Il ciclo di vita del documento non deve più essere avulso dalla realtà aziendale. Ovvero, il document management non è l’archivio, ma il motore dei processi.
Il traguardo di una “società paperless” è ancora lontano ma le manovre di avvicinamento sono in corso. Soprattutto, sebbene possa suonare strano, grazie alla Pubblica amministrazione, che sta distanziando industria e banche nell’applicazione delle regole tecniche per la riproduzione e conservazione dei documenti in formato digitale.
Passi in avanti per abbinare It e gestione del documento sono, comunque, stati fatti in ogni settore, principalmente passando dalla semplice protocollazione all’archiviazione sostitutiva.
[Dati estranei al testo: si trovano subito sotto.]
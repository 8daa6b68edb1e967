//! OS readiness backends.
//!
//! Every backend registers a descriptor once for both directions in
//! edge-triggered mode and reports readiness as [`Event`](super::event::Event)
//! values keyed by descriptor.

#[cfg(any(target_os = "linux", target_os = "android"))]
mod epoll;
#[cfg(any(target_os = "linux", target_os = "android"))]
pub(crate) use epoll::Selector;

#[cfg(any(
    target_os = "macos",
    target_os = "ios",
    target_os = "freebsd",
    target_os = "openbsd",
    target_os = "dragonfly"
))]
mod kqueue;
#[cfg(any(
    target_os = "macos",
    target_os = "ios",
    target_os = "freebsd",
    target_os = "openbsd",
    target_os = "dragonfly"
))]
pub(crate) use kqueue::Selector;

use std::time::Duration;

/// Converts an optional timeout into whole milliseconds, rounding up so a
/// short non-zero timeout never turns into a busy poll.
#[cfg_attr(not(any(target_os = "linux", target_os = "android")), allow(dead_code))]
pub(crate) fn timeout_millis(timeout: Option<Duration>) -> libc::c_int {
    match timeout {
        None => -1,
        Some(duration) => {
            let millis = duration.as_nanos().div_ceil(1_000_000);
            millis.min(libc::c_int::MAX as u128) as libc::c_int
        }
    }
}

#[cfg(test)]
mod tests {
    use super::*;

    #[test]
    fn timeouts_round_up() {
        assert_eq!(timeout_millis(None), -1);
        assert_eq!(timeout_millis(Some(Duration::ZERO)), 0);
        assert_eq!(timeout_millis(Some(Duration::from_micros(10))), 1);
        assert_eq!(timeout_millis(Some(Duration::from_millis(1500))), 1500);
    }
}
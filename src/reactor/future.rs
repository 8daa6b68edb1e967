//! Byte stream abstraction and the futures built on it.
//!
//! Anything that can move bytes without blocking implements [`Transport`]:
//! descriptor-backed [`AsyncFile`](crate::AsyncFile) and
//! [`TcpStream`](crate::net::TcpStream), or the in-memory
//! [`MemoryTransport`](crate::MemoryTransport). The record layer only ever
//! talks to a `Transport`.
//!
//! # Examples
//!
//! ```ignore
//! use reactls::Transport;
//!
//! async fn echo_once<T: Transport>(io: &mut T) -> std::io::Result<()> {
//!     let mut buffer = [0u8; 1024];
//!     let read = io.read(&mut buffer).await?;
//!     io.write_all(&buffer[..read]).await
//! }
//! ```

use std::future::Future;
use std::io;
use std::pin::Pin;
use std::task::{Context, Poll};

/// Non-blocking byte stream driven by the poller.
pub trait Transport {
    /// Attempts to read into `buffer`.
    ///
    /// Returns `Poll::Pending` after arranging for the task to be woken once
    /// data may be available. `Ok(0)` means end of stream.
    fn poll_read(&mut self, cx: &mut Context<'_>, buffer: &mut [u8]) -> Poll<io::Result<usize>>;

    /// Attempts to write from `buffer`, returning how many bytes were taken.
    fn poll_write(&mut self, cx: &mut Context<'_>, buffer: &[u8]) -> Poll<io::Result<usize>>;

    /// Reads data into the provided buffer.
    fn read<'a>(&'a mut self, buffer: &'a mut [u8]) -> ReadFuture<'a, Self>
    where
        Self: Sized,
    {
        ReadFuture { io: self, buffer }
    }

    /// Writes data from the provided buffer.
    fn write<'a>(&'a mut self, buffer: &'a [u8]) -> WriteFuture<'a, Self>
    where
        Self: Sized,
    {
        WriteFuture { io: self, buffer }
    }

    /// Writes the entire buffer, retrying until complete.
    fn write_all<'a>(&'a mut self, buffer: &'a [u8]) -> impl Future<Output = io::Result<()>> + 'a
    where
        Self: Sized,
    {
        async move {
            let mut buffer = buffer;

            while !buffer.is_empty() {
                let written = self.write(buffer).await?;

                if written == 0 {
                    return Err(io::Error::new(
                        io::ErrorKind::WriteZero,
                        "write returned zero bytes",
                    ));
                }

                buffer = &buffer[written..];
            }

            Ok(())
        }
    }
}

/// Future returned by [`Transport::read`]. Resolves to the number of bytes
/// read, `0` at end of stream.
pub struct ReadFuture<'a, T> {
    io: &'a mut T,
    buffer: &'a mut [u8],
}

impl<T: Transport> Future for ReadFuture<'_, T> {
    type Output = io::Result<usize>;

    fn poll(self: Pin<&mut Self>, cx: &mut Context<'_>) -> Poll<Self::Output> {
        let this = self.get_mut();
        this.io.poll_read(cx, this.buffer)
    }
}

/// Future returned by [`Transport::write`]. Resolves to the number of bytes
/// written.
pub struct WriteFuture<'a, T> {
    io: &'a mut T,
    buffer: &'a [u8],
}

impl<T: Transport> Future for WriteFuture<'_, T> {
    type Output = io::Result<usize>;

    fn poll(self: Pin<&mut Self>, cx: &mut Context<'_>) -> Poll<Self::Output> {
        let this = self.get_mut();
        this.io.poll_write(cx, this.buffer)
    }
}
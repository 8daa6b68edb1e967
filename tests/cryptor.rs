//! Property tests for record protection.
//!
//! 1. **Round-trip**: what one side seals the other opens, for every suite
//! 2. **Split input**: sealing `head ++ tail` equals sealing the joined slice
//! 3. **Tamper detection**: any flipped bit of ciphertext, tag or record
//!    header fails and releases nothing
//! 4. **Sequence**: each call advances the sequence number exactly once

use proptest::prelude::*;
use reactls::tls::cipher::TAG_LEN;
use reactls::{CipherSuite, ErrorKind, RecordCryptor};

fn pair(suite: CipherSuite, key_byte: u8) -> (RecordCryptor, RecordCryptor) {
    let key = vec![key_byte; suite.key_len()];
    let iv = [key_byte ^ 0x5a; 12];

    let mut sender = RecordCryptor::new();
    sender.set_cipher_suite(suite);
    sender.set_sender_key(&key, iv).expect("sender key");

    let mut receiver = RecordCryptor::new();
    receiver.set_cipher_suite(suite);
    receiver.set_receiver_key(&key, iv).expect("receiver key");

    (sender, receiver)
}

fn suite_strategy() -> impl Strategy<Value = CipherSuite> {
    prop::sample::select(CipherSuite::ALL.to_vec())
}

proptest! {
    #![proptest_config(ProptestConfig::with_cases(64))]

    #[test]
    fn sealed_records_open(
        suite in suite_strategy(),
        key_byte in any::<u8>(),
        payload in prop::collection::vec(any::<u8>(), 0..=16_384),
        aad in prop::array::uniform5(any::<u8>()),
    ) {
        let (mut sender, mut receiver) = pair(suite, key_byte);

        let mut ciphertext = vec![0u8; payload.len()];
        let mut tag = [0u8; TAG_LEN];
        let written = sender.encrypt(&payload, &aad, &mut ciphertext, &mut tag).unwrap();
        prop_assert_eq!(written, payload.len());

        let mut plaintext = vec![0u8; payload.len()];
        let read = receiver.decrypt(&ciphertext, &aad, &tag, &mut plaintext).unwrap();
        prop_assert_eq!(read, payload.len());
        prop_assert_eq!(plaintext, payload);
    }

    #[test]
    fn split_input_matches_joined(
        suite in suite_strategy(),
        payload in prop::collection::vec(any::<u8>(), 1..=2048),
        split in any::<prop::sample::Index>(),
    ) {
        let (mut joined, _) = pair(suite, 7);
        let (mut parted, _) = pair(suite, 7);
        let at = split.index(payload.len());

        let mut first = vec![0u8; payload.len()];
        let mut first_tag = [0u8; TAG_LEN];
        joined.encrypt(&payload, b"aad", &mut first, &mut first_tag).unwrap();

        let mut second = vec![0u8; payload.len()];
        let mut second_tag = [0u8; TAG_LEN];
        parted
            .encrypt2(&payload[..at], &payload[at..], b"aad", &mut second, &mut second_tag)
            .unwrap();

        prop_assert_eq!(first, second);
        prop_assert_eq!(first_tag, second_tag);
    }

    #[test]
    fn flipped_bits_are_rejected(
        suite in suite_strategy(),
        payload in prop::collection::vec(any::<u8>(), 1..=512),
        position in any::<prop::sample::Index>(),
        bit in 0u8..8,
    ) {
        let (mut sender, mut receiver) = pair(suite, 3);

        let mut sealed = vec![0u8; payload.len()];
        let mut tag = [0u8; TAG_LEN];
        sender.encrypt(&payload, &[23, 3, 3, 0, 0], &mut sealed, &mut tag).unwrap();

        // Flip a bit in either the ciphertext or the tag.
        let index = position.index(sealed.len() + TAG_LEN);
        if index < sealed.len() {
            sealed[index] ^= 1 << bit;
        } else {
            tag[index - sealed.len()] ^= 1 << bit;
        }

        let mut plaintext = vec![0xffu8; payload.len()];
        let err = receiver.decrypt(&sealed, &[23, 3, 3, 0, 0], &tag, &mut plaintext).unwrap_err();
        prop_assert_eq!(err.kind(), ErrorKind::Authentication);
        prop_assert!(plaintext.iter().all(|&b| b == 0));
        prop_assert_eq!(receiver.receiver_sequence(), Some(1));
    }

    #[test]
    fn flipped_header_bits_are_rejected(
        suite in suite_strategy(),
        payload in prop::collection::vec(any::<u8>(), 1..=512),
        position in 0usize..5,
        bit in 0u8..8,
    ) {
        let (mut sender, mut receiver) = pair(suite, 5);
        let header = [23u8, 3, 3, 0, 0];

        let mut sealed = vec![0u8; payload.len()];
        let mut tag = [0u8; TAG_LEN];
        sender.encrypt(&payload, &header, &mut sealed, &mut tag).unwrap();

        let mut tampered = header;
        tampered[position] ^= 1 << bit;

        let mut plaintext = vec![0xffu8; payload.len()];
        let err = receiver.decrypt(&sealed, &tampered, &tag, &mut plaintext).unwrap_err();
        prop_assert_eq!(err.kind(), ErrorKind::Authentication);
        prop_assert!(plaintext.iter().all(|&b| b == 0));
    }
}

#[test]
fn sequence_advances_once_per_record() {
    let (mut sender, mut receiver) = pair(CipherSuite::Chacha20Poly1305Sha256, 9);
    let mut records = Vec::new();

    for index in 0u8..5 {
        let payload = [0x42u8; 10];
        let mut sealed = [0u8; 10];
        let mut tag = [0u8; TAG_LEN];
        sender.encrypt(&payload, &[], &mut sealed, &mut tag).unwrap();
        records.push((sealed, tag));
        assert_eq!(sender.sender_sequence(), Some(u64::from(index) + 1));
    }

    // Same payload under a new sequence number gives new ciphertext.
    assert_ne!(records[0].0, records[1].0);

    let mut out = [0u8; 10];
    receiver.decrypt(&records[0].0, &[], &records[0].1, &mut out).unwrap();
    assert_eq!(out, [0x42u8; 10]);

    // Out of order records fail and still use up a sequence number.
    assert!(receiver.decrypt(&records[2].0, &[], &records[2].1, &mut out).is_err());
    assert!(receiver.decrypt(&records[1].0, &[], &records[1].1, &mut out).is_err());
    assert_eq!(receiver.receiver_sequence(), Some(3));
}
Il tutto in un’ottica di efficienza che richiede un cambiamento nei processi oltre che di approccio e di mentalità.
«L’offerta di mercato, tuttavia, non sempre è adatta alle esigenze aziendali – spiega Enrico Acquati, direttore consulenza e ricerca di Sirmi, durante un convegno organizzato dalla sua società insieme a Milano Finanza -. Troppo spesso di parla di puri prodotti o si abusa del termine soluzioni e, altrettanto frequentemente, si confonde il documento con il suo contenuto».
Nello scambio continuo di informazioni implicito all’attività aziendale, con la crescita del volume generato dall’affermazione dei nuovi mezzi di comunicazione, le esigenze di gestione documentale sono spesso ricondotte a una metodologia tradizionale in cui per avere visione del ciclo di vita dei documenti è sufficiente conoscere la natura di questi ultimi (cartacea o digitale, con modalità di gestione differenti), focalizzandosi più sul problema dell’archiviazione che non su quello della distribuzione.
«In questa situazione – prosegue Acquati – il ciclo di vita del documento è avulso dalla realtà aziendale e non considerato di supporto al business. Società organizzate per funzioni e non per processi guardano alla gestione documentale supportata da strumenti informatici come a un oggetto di poco valore».
Il document management viene confuso con l’archivio, mentre il suo valore effettivo sta nella possibilità di riutilizzare i documenti ogni volta che lo si ritiene opportuno.
«All’immagine di staticità deve sostituirsene una più dinamica – dice ancora Acquati – più adatta a caratterizzare aziende non isolate, ma inserite in una filiera con scambi di informazioni continue, in varie forme».
Il flusso documentale prevede una sorta di ciclo continuo, infatti, che alla produzione di un documento ne fa seguire l’uso, la distribuzione e l’integrazione con altri dati, fino ad arrivare all’archiviazione. E questo per ogni tipologia, comprese e-mail, disegni, progetti, fotografie, fatture.
«La tendenza è di trascurare il tema dell’integrazione – continua il manager – e di procedere con una gestione indipendente dei vari oggetti, mentre la correlazione con i processi aziendali è di fondamentale importanza. Bisogna, poi, diventare consapevoli dell’importanza che assume il poter fruire e accedere sempre ai documenti e, quindi, la loro reperibilità, indipendentemente dal formato originario, assume un ruolo primario».
Adottare un corretto approccio alla gestione documentale, comunque, non significa sottovalutare le problematiche di protocollazione, classificazione, fascicolazione, scarto e archiviazione ma vederle come un singolo aspetto. E i vendor, in uno dei pochi mercati It che cresce ancora a due cifre, devono fare la loro parte, comprendendo esattamente le esigenze delle imprese e predisporre soluzioni di gestione dei flussi (non dei semplici documenti) e di archiviazione per qualunque tipologia, integrando cartaceo e digitale. Di determinante importanza è la capacità di correlare documenti e dati associati per non perdere parte del patrimonio informativo aziendale che deve essere reso il più facilmente e rapidamente fruibile a tutti quei soggetti aziendali che, una volta autorizzati, ne facciano richiesta.